Start of INPUT DATA

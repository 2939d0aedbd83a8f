use super::async_op::{AsyncOp, OpToken};
use crate::api::ApiError;
use std::collections::HashSet;

/// Items cached from a server-owned list. The id must be unique within
/// one collection; the server assigns it.
pub trait RemoteItem {
    fn id(&self) -> &str;
}

impl RemoteItem for crate::api::Tweet {
    fn id(&self) -> &str {
        &self.id
    }
}

/// Client-side cache of a server-owned list, refreshed wholesale.
///
/// Two policies govern every mutation:
/// - stale-read over data loss: a failed refresh records the failure but
///   never clears the previously fetched items;
/// - confirm-then-remove: deletes hit the server first and the item is
///   only dropped from the cache once the server acknowledged.
#[derive(Debug)]
pub struct RemoteCollection<T: RemoteItem> {
    items: Vec<T>,
    refresh: AsyncOp<()>,
    pending_deletes: HashSet<String>,
    last_delete_error: Option<ApiError>,
    loaded_once: bool,
}

impl<T: RemoteItem> RemoteCollection<T> {
    pub fn new() -> Self {
        Self {
            items: Vec::new(),
            refresh: AsyncOp::new(),
            pending_deletes: HashSet::new(),
            last_delete_error: None,
            loaded_once: false,
        }
    }

    /// Items in server-defined order. The store never re-sorts.
    pub fn items(&self) -> &[T] {
        &self.items
    }

    pub fn len(&self) -> usize {
        self.items.len()
    }

    pub fn is_empty(&self) -> bool {
        self.items.is_empty()
    }

    /// Lifecycle of the last full-refresh call.
    pub fn refresh_op(&self) -> &AsyncOp<()> {
        &self.refresh
    }

    /// Whether any refresh has ever succeeded.
    pub fn loaded_once(&self) -> bool {
        self.loaded_once
    }

    pub fn begin_refresh(&mut self) -> OpToken {
        self.refresh.start()
    }

    /// Apply a refresh completion. A success replaces the items
    /// wholesale; a failure leaves them untouched. Stale completions
    /// (superseded by a later `begin_refresh`) are discarded entirely.
    pub fn finish_refresh(&mut self, token: OpToken, result: Result<Vec<T>, ApiError>) {
        match result {
            Ok(list) => {
                if self.refresh.complete(token, Ok(())) {
                    self.items = list;
                    self.loaded_once = true;
                    self.pending_deletes
                        .retain(|id| self.items.iter().any(|item| item.id() == id));
                }
            }
            Err(err) => {
                self.refresh.complete(token, Err(err));
            }
        }
    }

    pub fn dismiss_refresh_error(&mut self) {
        if self.refresh.error().is_some() {
            self.refresh.reset();
        }
    }

    /// Gate a delete request. Returns false when a delete for this id is
    /// already in flight, in which case the caller must not issue another
    /// request (a repeated click is a no-op, not a duplicate).
    pub fn begin_delete(&mut self, id: &str) -> bool {
        if self.pending_deletes.contains(id) {
            return false;
        }
        self.pending_deletes.insert(id.to_string());
        self.last_delete_error = None;
        true
    }

    /// Apply a delete completion. Only a confirmed success removes the
    /// item; a transport failure leaves the list unchanged. `NotFound`
    /// also drops the local copy (the server no longer has it) while
    /// still surfacing the error.
    pub fn finish_delete(&mut self, id: &str, result: Result<(), ApiError>) {
        self.pending_deletes.remove(id);
        match result {
            Ok(()) => {
                self.items.retain(|item| item.id() != id);
            }
            Err(ApiError::NotFound) => {
                self.items.retain(|item| item.id() != id);
                self.last_delete_error = Some(ApiError::NotFound);
            }
            Err(err) => {
                self.last_delete_error = Some(err);
            }
        }
    }

    pub fn is_delete_pending(&self, id: &str) -> bool {
        self.pending_deletes.contains(id)
    }

    pub fn delete_error(&self) -> Option<&ApiError> {
        self.last_delete_error.as_ref()
    }

    pub fn dismiss_delete_error(&mut self) {
        self.last_delete_error = None;
    }
}

impl<T: RemoteItem> Default for RemoteCollection<T> {
    fn default() -> Self {
        Self::new()
    }
}

#[cfg(test)]
mod tests {
    use super::*;

    #[derive(Debug, Clone, PartialEq)]
    struct Item {
        id: String,
    }

    impl RemoteItem for Item {
        fn id(&self) -> &str {
            &self.id
        }
    }

    fn item(id: &str) -> Item {
        Item { id: id.to_string() }
    }

    fn net_err() -> ApiError {
        ApiError::Network("connection refused".to_string())
    }

    #[test]
    fn test_new_collection_is_empty_and_idle() {
        let coll: RemoteCollection<Item> = RemoteCollection::new();
        assert!(coll.is_empty());
        assert!(coll.refresh_op().is_idle());
        assert!(!coll.loaded_once());
    }

    #[test]
    fn test_successful_refresh_replaces_items() {
        let mut coll = RemoteCollection::new();
        let token = coll.begin_refresh();
        coll.finish_refresh(token, Ok(vec![item("1"), item("2")]));
        assert_eq!(coll.len(), 2);
        assert!(coll.loaded_once());

        let token = coll.begin_refresh();
        coll.finish_refresh(token, Ok(vec![item("3")]));
        assert_eq!(coll.items(), &[item("3")]);
    }

    #[test]
    fn test_failed_refresh_keeps_last_good_items() {
        let mut coll = RemoteCollection::new();
        let token = coll.begin_refresh();
        coll.finish_refresh(token, Ok(vec![item("1")]));

        let token = coll.begin_refresh();
        coll.finish_refresh(token, Err(net_err()));
        // stale-but-valid read: the list survives the failure
        assert_eq!(coll.items(), &[item("1")]);
        assert_eq!(coll.refresh_op().error(), Some(&net_err()));
    }

    #[test]
    fn test_visible_items_equal_last_successful_refresh() {
        let mut coll = RemoteCollection::new();
        let outcomes: Vec<Result<Vec<Item>, ApiError>> = vec![
            Ok(vec![item("a")]),
            Err(net_err()),
            Ok(vec![item("b"), item("c")]),
            Err(net_err()),
            Err(net_err()),
        ];
        for outcome in outcomes {
            let token = coll.begin_refresh();
            coll.finish_refresh(token, outcome);
        }
        assert_eq!(coll.items(), &[item("b"), item("c")]);
    }

    #[test]
    fn test_overlapping_refreshes_later_start_wins() {
        let mut coll = RemoteCollection::new();
        let first = coll.begin_refresh();
        let second = coll.begin_refresh();
        coll.finish_refresh(second, Ok(vec![item("new")]));
        // the earlier-started call resolving late is discarded wholesale
        coll.finish_refresh(first, Ok(vec![item("old")]));
        assert_eq!(coll.items(), &[item("new")]);

        let first = coll.begin_refresh();
        let second = coll.begin_refresh();
        coll.finish_refresh(second, Err(net_err()));
        coll.finish_refresh(first, Ok(vec![item("stale")]));
        assert_eq!(coll.items(), &[item("new")]);
        assert_eq!(coll.refresh_op().error(), Some(&net_err()));
    }

    #[test]
    fn test_confirmed_delete_removes_exactly_once() {
        let mut coll = RemoteCollection::new();
        let token = coll.begin_refresh();
        coll.finish_refresh(token, Ok(vec![item("1"), item("2")]));

        assert!(coll.begin_delete("1"));
        coll.finish_delete("1", Ok(()));
        assert_eq!(coll.items(), &[item("2")]);
        assert!(coll.delete_error().is_none());
    }

    #[test]
    fn test_failed_delete_leaves_items_unchanged() {
        let mut coll = RemoteCollection::new();
        let token = coll.begin_refresh();
        coll.finish_refresh(token, Ok(vec![item("1")]));

        assert!(coll.begin_delete("1"));
        coll.finish_delete("1", Err(net_err()));
        assert_eq!(coll.items(), &[item("1")]);
        assert_eq!(coll.delete_error(), Some(&net_err()));
        // the failure cleared the pending mark, so a retry is allowed
        assert!(coll.begin_delete("1"));
    }

    #[test]
    fn test_duplicate_delete_while_pending_is_noop() {
        let mut coll = RemoteCollection::new();
        let token = coll.begin_refresh();
        coll.finish_refresh(token, Ok(vec![item("1")]));

        assert!(coll.begin_delete("1"));
        // second click while the first request is in flight
        assert!(!coll.begin_delete("1"));
        assert!(coll.is_delete_pending("1"));
        coll.finish_delete("1", Ok(()));
        assert!(coll.is_empty());
        assert!(!coll.is_delete_pending("1"));
    }

    #[test]
    fn test_not_found_delete_drops_item_but_surfaces_error() {
        let mut coll = RemoteCollection::new();
        let token = coll.begin_refresh();
        coll.finish_refresh(token, Ok(vec![item("1")]));

        assert!(coll.begin_delete("1"));
        coll.finish_delete("1", Err(ApiError::NotFound));
        assert!(coll.is_empty());
        assert_eq!(coll.delete_error(), Some(&ApiError::NotFound));
    }

    #[test]
    fn test_refresh_prunes_stale_pending_deletes() {
        let mut coll = RemoteCollection::new();
        let token = coll.begin_refresh();
        coll.finish_refresh(token, Ok(vec![item("1"), item("2")]));
        assert!(coll.begin_delete("1"));

        let token = coll.begin_refresh();
        coll.finish_refresh(token, Ok(vec![item("2")]));
        // "1" vanished server-side; its pending mark must not linger
        assert!(!coll.is_delete_pending("1"));
    }

    #[test]
    fn test_single_item_fetch_then_delete_scenario() {
        let mut coll = RemoteCollection::new();
        let token = coll.begin_refresh();
        coll.finish_refresh(
            token,
            Ok(vec![crate::api::Tweet {
                id: "1".to_string(),
                prompt: "p".to_string(),
                content: "c".to_string(),
                created_at: "2024-01-01T00:00:00Z".parse().unwrap(),
            }]),
        );
        assert_eq!(coll.len(), 1);
        assert!(coll.begin_delete("1"));
        coll.finish_delete("1", Ok(()));
        assert!(coll.is_empty());
    }

    #[test]
    fn test_dismiss_errors() {
        let mut coll: RemoteCollection<Item> = RemoteCollection::new();
        let token = coll.begin_refresh();
        coll.finish_refresh(token, Err(net_err()));
        coll.dismiss_refresh_error();
        assert!(coll.refresh_op().is_idle());

        let token = coll.begin_refresh();
        coll.finish_refresh(token, Ok(vec![item("1")]));
        coll.begin_delete("1");
        coll.finish_delete("1", Err(net_err()));
        coll.dismiss_delete_error();
        assert!(coll.delete_error().is_none());
    }
}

End of INPUT DATA

▶ [AIM OF THE EXERCISE]
Within the data above, filter for lines containing the word "impl" and copy each one.

▶ [YOUR SOLUTION]
impl RemoteItem for crate::api::Tweet {
impl<T: RemoteItem> RemoteCollection<T> {
impl<T: RemoteItem> Default for RemoteCollection<T> {
    impl RemoteItem for Item {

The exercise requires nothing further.